Militer Rebut Kekuasaan, Ini Fakta-fakta Kudeta di Myanmar

Admin


IDNBC.COM - Perebutan kekuasaan oleh militer Myanmar terjadi pada Senin (1/2) menyusul ketegangan dengan pemimpin sipil Aung San Suu Kyi dan pemerintahnya.


Suu Kyi dan para pemimpin sipil lainnya ditahan oleh militer pada hari yang sama dengan sesi parlemen baru pertama yang akan diadakan sejak pemilihan nasional November 2020 lalu. Dilansir dari AFP, Senin (1/2/2021), inilah fakta-fakta tentang kudeta Myanmar.


Krisis Dimulai


Suu Kyi menjadi sosok yang sangat populer di Myanmar meskipun reputasi internasionalnya tercoreng lantaran tindakan keras militer terhadap minoritas Rohingya pada tahun 2017.


Partai Liga Demokrasi Nasional (NLD) yang menaunginya menang telak dalam pemilu tahun lalu, di mana suara yang didapatkannya lebih besar dibanding pemungutan suara tahun 2015 yang membawa mantan pemenang Nobel itu ke tampuk kekuasaan.

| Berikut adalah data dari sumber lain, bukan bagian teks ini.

// Export components
pub mod google_calendar;
pub mod telegram;

pub use google_calendar::{GoogleCalendarClient, ScheduleFetcher};
pub use telegram::{Notifier, TelegramBotApi};
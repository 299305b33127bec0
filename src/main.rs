use daily_agenda::startup;
use tracing::info;

#[tokio::main]
async fn main() -> miette::Result<()> {
    // Initialize logging
    startup::init_logging()?;

    info!("Starting daily-agenda");

    // Load configuration
    let config = startup::load_config()?;

    // Run once, or keep running on a daily schedule
    startup::run(config).await
}
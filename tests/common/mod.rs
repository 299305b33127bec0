#![allow(dead_code)]

use async_trait::async_trait;
use daily_agenda::components::google_calendar::{
    AccessToken, CalendarEvent, CalendarProvider, EventQuery, EventTime,
};
use daily_agenda::components::telegram::{MessageTransport, OutgoingMessage};
use daily_agenda::config::Config;
use daily_agenda::error::Fault;
use reqwest::StatusCode;
use std::collections::HashMap;
use std::io;
use std::path::{Path, PathBuf};
use std::sync::atomic::{AtomicU32, Ordering};
use std::sync::{Arc, Mutex};

/// Text planted in every fake failure; it must never show up in logs
pub const SECRET: &str = "ya29.SUPER-SECRET-TOKEN";

pub const HOLIDAYS: &str = "id.indonesian#holiday@group.v.calendar.google.com";

/// Config with zero retry delay and, optionally, Telegram secrets
pub fn test_config(with_telegram: bool) -> Config {
    let mut vars: HashMap<&str, &str> = HashMap::new();
    vars.insert("RETRY_DELAY_SECS", "0");
    if with_telegram {
        vars.insert("TELEGRAM_TOKEN", "123456:TEST");
        vars.insert("TELEGRAM_CHAT_ID", "-100200300");
    }
    Config::from_lookup(
        |key| vars.get(key).map(|v| v.to_string()),
        Path::new("tests/does-not-exist/calendars.toml"),
    )
    .unwrap()
}

/// Write an authorized-user credential file into the temp dir
pub fn credential_file(name: &str, content: &str) -> PathBuf {
    let path = std::env::temp_dir().join(format!(
        "daily-agenda-it-{}-{}.json",
        name,
        std::process::id()
    ));
    std::fs::write(&path, content).unwrap();
    path
}

/// Credential file whose access token has expired, refreshed at `token_uri`
pub fn expired_credentials(name: &str, token_uri: &str) -> PathBuf {
    let content = serde_json::json!({
        "token": "ya29.expired",
        "refresh_token": "1//refresh",
        "client_id": "client.apps.googleusercontent.com",
        "client_secret": "client-secret",
        "token_uri": token_uri,
        "expiry": "2000-01-01T00:00:00Z"
    });
    credential_file(name, &content.to_string())
}

pub fn timed(title: &str, start: &str, end: &str) -> CalendarEvent {
    CalendarEvent {
        title: title.to_string(),
        start: EventTime::DateTime(start.to_string()),
        end: EventTime::DateTime(end.to_string()),
        calendar_id: "primary".to_string(),
    }
}

pub fn all_day(title: &str, start: &str, end: &str) -> CalendarEvent {
    CalendarEvent {
        title: title.to_string(),
        start: EventTime::Date(start.to_string()),
        end: EventTime::Date(end.to_string()),
        calendar_id: HOLIDAYS.to_string(),
    }
}

/// What a fake calendar answers
pub enum FakeSource {
    Events(Vec<CalendarEvent>),
    Fails,
}

/// In-memory calendar provider
#[derive(Default)]
pub struct FakeCalendar {
    sources: HashMap<String, FakeSource>,
    missing_credentials: bool,
    pub auth_calls: AtomicU32,
    pub queries: Mutex<Vec<EventQuery>>,
}

impl FakeCalendar {
    pub fn new() -> Self {
        Self::default()
    }

    pub fn with_source(mut self, calendar_id: &str, source: FakeSource) -> Self {
        self.sources.insert(calendar_id.to_string(), source);
        self
    }

    pub fn without_credentials(mut self) -> Self {
        self.missing_credentials = true;
        self
    }

    pub fn auth_calls(&self) -> u32 {
        self.auth_calls.load(Ordering::SeqCst)
    }

    pub fn queried_calendars(&self) -> Vec<String> {
        self.queries
            .lock()
            .unwrap()
            .iter()
            .map(|q| q.calendar_id.clone())
            .collect()
    }
}

#[async_trait]
impl CalendarProvider for FakeCalendar {
    async fn authenticate(&self) -> Result<AccessToken, Fault> {
        self.auth_calls.fetch_add(1, Ordering::SeqCst);
        if self.missing_credentials {
            return Err(Fault::Io(io::Error::new(
                io::ErrorKind::NotFound,
                format!("token.json not found, last token was {}", SECRET),
            )));
        }
        Ok(AccessToken::new("fake-access-token"))
    }

    async fn list_events(
        &self,
        _token: &AccessToken,
        query: &EventQuery,
    ) -> Result<Vec<CalendarEvent>, Fault> {
        self.queries.lock().unwrap().push(query.clone());
        match self.sources.get(&query.calendar_id) {
            Some(FakeSource::Events(events)) => Ok(events.clone()),
            Some(FakeSource::Fails) => Err(Fault::Status {
                status: StatusCode::INTERNAL_SERVER_ERROR,
                body: format!("backend error for Bearer {}", SECRET),
            }),
            None => Ok(Vec::new()),
        }
    }
}

/// How a fake transport fails
#[derive(Clone, Copy)]
pub enum SendFailure {
    Timeout,
    Connection,
    Certificate,
}

/// Records messages instead of sending them
#[derive(Default)]
pub struct FakeTransport {
    failures_left: AtomicU32,
    failure: Option<SendFailure>,
    pub calls: AtomicU32,
    pub sent: Mutex<Vec<(String, OutgoingMessage)>>,
}

impl FakeTransport {
    pub fn new() -> Self {
        Self::default()
    }

    /// Fail the first `times` sends with `failure`
    pub fn failing(times: u32, failure: SendFailure) -> Self {
        Self {
            failures_left: AtomicU32::new(times),
            failure: Some(failure),
            ..Default::default()
        }
    }

    pub fn calls(&self) -> u32 {
        self.calls.load(Ordering::SeqCst)
    }

    pub fn sent(&self) -> Vec<(String, OutgoingMessage)> {
        self.sent.lock().unwrap().clone()
    }
}

#[async_trait]
impl MessageTransport for FakeTransport {
    async fn send_message(&self, token: &str, message: &OutgoingMessage) -> Result<(), Fault> {
        self.calls.fetch_add(1, Ordering::SeqCst);

        let left = self.failures_left.load(Ordering::SeqCst);
        if let (Some(failure), true) = (self.failure, left > 0) {
            self.failures_left.store(left - 1, Ordering::SeqCst);
            let text = match failure {
                SendFailure::Timeout => "operation timeout",
                SendFailure::Connection => "connection refused",
                SendFailure::Certificate => "ssl certificate verify failed",
            };
            return Err(Fault::Other(format!(
                "{} at https://api.telegram.org/bot{}/sendMessage",
                text, SECRET
            )));
        }

        self.sent
            .lock()
            .unwrap()
            .push((token.to_string(), message.clone()));
        Ok(())
    }
}

/// Shared buffer the test subscriber writes into
#[derive(Clone, Default)]
pub struct LogBuffer(Arc<Mutex<Vec<u8>>>);

impl LogBuffer {
    pub fn contents(&self) -> String {
        String::from_utf8_lossy(&self.0.lock().unwrap()).into_owned()
    }
}

impl io::Write for LogBuffer {
    fn write(&mut self, buf: &[u8]) -> io::Result<usize> {
        self.0.lock().unwrap().extend_from_slice(buf);
        Ok(buf.len())
    }

    fn flush(&mut self) -> io::Result<()> {
        Ok(())
    }
}

/// Route this thread's logs into a buffer until the guard drops
pub fn capture_logs() -> (LogBuffer, tracing::subscriber::DefaultGuard) {
    let buffer = LogBuffer::default();
    let writer = buffer.clone();
    let subscriber = tracing_subscriber::fmt()
        .with_writer(move || writer.clone())
        .with_ansi(false)
        .with_max_level(tracing::Level::TRACE)
        .finish();
    let guard = tracing::subscriber::set_default(subscriber);
    (buffer, guard)
}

Militer Myanmar, yang telah memerintah selama 60 tahun terakhir, mengatakan pemungutan suara itu tidak beres. Mereka mengklaim telah menemukan lebih dari 10 juta penipuan pemilih dan menuntut komisi pemilihan yang dikelola pemerintah merilis daftar pemilih untuk pemeriksaan silang.


Ketegangan meningkat setelah Jenderal Min Aung Hlaing - kepala militer dan orang paling kuat di Myanmar - memberikan pidato yang memperingatkan bahwa konstitusi negara dapat dicabut jika tidak dihormati.


Pekan lalu, sejumlah tank militer juga dikerahkan di jalan-jalan pusat komersial Yangon, ibu kota Naypyidaw dan di tempat lain, bersamaan dengan protes terhadap hasil pemilu oleh pendukung pro-militer.


Keadaan Darurat


Tentara telah mengumumkan keadaan darurat dan mengatakan akan mengambil alih kekuasaan selama 12 bulan ke depan.


Myint Swe, mantan jenderal yang menjalankan komando militer Yangon, dan wakil presiden Myanmar saat ini, akan menjadi pejabat presiden untuk tahun depan.


Dalam sebuah pernyataan di TV Myawaddy, yang dikelola militer, Myint Swe mengatakan kendali atas undang-undang, pemerintahan dan peradilan telah diserahkan kepada Min Aung Hlaing - secara efektif mengembalikan Myanmar ke kekuasaan militer.


Apakah ini pernah terjadi sebelumnya?


Myanmar telah diperintah oleh rezim militer sejak merdeka dari bekas kekuasaan kolonial Inggris pada tahun 1948.


Jenderal Ne Win menggulingkan pemerintahan sipil pada tahun 1962, dengan alasan tidak cukup kompeten untuk memerintah.


Dia memerintah negara itu selama 26 tahun ke depan, tetapi mengundurkan diri pada tahun 1988 setelah protes besar-besaran di seluruh negeri terhadap stagnasi ekonomi dan pemerintahan otoriter.


Generasi baru pemimpin militer mengambil alih komando beberapa minggu kemudian, dengan alasan perlunya memulihkan hukum dan ketertiban di negara itu.


Pemimpin junta militer, Jenderal Than Shwe mengundurkan diri pada 2011, menyerahkan kekuasaan kepada pemerintah pensiunan jenderal setelah mengadopsi konstitusi negara saat ini.


Akankah konstitusi tetap berdiri?


Konstitusi 2008 mengukir peran politik kuat untuk militer, memberi mereka kendali atas kementerian dalam negeri, perbatasan, dan pertahanan utama.


Setiap perubahan membutuhkan dukungan dari anggota parlemen militer, yang menguasai seperempat kursi di parlemen negara tersebut.


Jaminan kekuatan militernya membuat konstitusi menjadi dokumen yang sangat tidak populer, menurut analis politik Khin Zaw Win yang berbasis di Yangon.


Suu Kyi dan pemerintahnya telah mencoba untuk mengubah konstitusi sejak memenangkan pemilu 2015 dengan sejumlah keberhasilan.


Di masa jabatan terakhirnya Suu Kyi mengelak dari aturan yang mencegahnya mengambil alih kursi kepresidenan dengan mengambil peran kepemimpinan de facto sebagai "penasihat negara".


Celah ini adalah salah satu dari beberapa yang tidak diperkirakan oleh militer, kata analis politik Soe Myint Aung.


"Dari sudut pandang mereka, mereka telah kehilangan kendali signifikan atas proses politik," katanya kepada AFP.